Attention Deficit Hyperactivity Disorder (ADHD) Subtypes, Co-Occurring Psychiatric Symptoms and Sexual Risk Behaviors among Adolescents Receiving Substance Abuse Treatment.
Subst Use Misuse. 2019 Sep 10;:1-14
Authors: Regan T, Tubman J
Background: Adolescents entering substance abuse treatment report clustered psychiatric symptoms and sexual risk behaviors representing differential levels of impairment and risk for maladaptive health outcomes. Objectives: To examine the prevalence of Attention Deficit Hyperactivity Disorder (ADHD) subtypes among adolescents receiving outpatient substance abuse treatment; To document group differences in (a) past-year psychiatric symptom scores and (b) sexual risk behaviors by ADHD subtype and gender. Methods: Self-report data were collected via structured interviews from 394 adolescents (280 males, M = 16.33 years, SD = 1.15 years), enrolled in an HIV/STI risk reduction intervention for adolescents receiving outpatient substance abuse treatment. ADHD diagnostic subtypes and other past-year psychiatric symptoms were assessed using the Brief Michigan Version of the Composite Internal Diagnostic Interview (UM-CIDI). Adolescents provided self-report data on sexual risk behaviors.
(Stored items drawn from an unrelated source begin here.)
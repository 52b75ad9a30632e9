//! Deterministic identifiers for verification requests and proof submissions.
//!
//! Request ids include a protocol-wide nonce that is never reused, so two
//! requests can never share an id. Proof ids include the `(request, proof
//! hash)` pair, which replay protection admits at most once. The domain tags
//! keep the two id spaces disjoint.

use veritas_core::{Address, Bytes32, ProofId, RequestId, Timestamp};

use crate::hashing::hash_parts;

pub const REQUEST_ID_DOMAIN: &str = "veritas.request.v1";
pub const PROOF_ID_DOMAIN: &str = "veritas.proof.v1";

/// `BLAKE3("veritas.request.v1" ‖ requester ‖ nonce ‖ timestamp)`.
pub fn derive_request_id(requester: &Address, nonce: u64, timestamp: Timestamp) -> RequestId {
    hash_parts(
        REQUEST_ID_DOMAIN,
        &[
            requester.as_bytes(),
            &nonce.to_be_bytes(),
            &timestamp.to_be_bytes(),
        ],
    )
}

/// `BLAKE3("veritas.proof.v1" ‖ requestId ‖ prover ‖ proofHash)`.
pub fn derive_proof_id(request_id: &RequestId, prover: &Address, proof_hash: &Bytes32) -> ProofId {
    hash_parts(
        PROOF_ID_DOMAIN,
        &[request_id.as_bytes(), prover.as_bytes(), proof_hash.as_bytes()],
    )
}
Results: Multivariate analyses of variance (MANOVAs) documented that Inattentive and Hyperactive-Impulsive ADHD subtypes were significantly associated with higher scores for all past-year psychiatric symptoms. The combined ADHD subtype was significantly associated with higher scores for all psychiatric symptoms except affective disorder. Girls reported significantly higher mean symptoms than boys for alcohol abuse and dependence, anxiety, and affective disorder symptoms. Sexual risk behavior scores were not associated with ADHD status, but girls reported consistently higher scores for multiple risk behavior outcomes. Several psychiatric disorder symptoms were significant covariates of multiple sexual risk behaviors. Conclusion/Importance: Brief screenings for ADHD, other psychiatric disorders and sexual risk behaviors can provide data for tailoring substance abuse services to improve adolescent health outcomes for high-risk subgroups.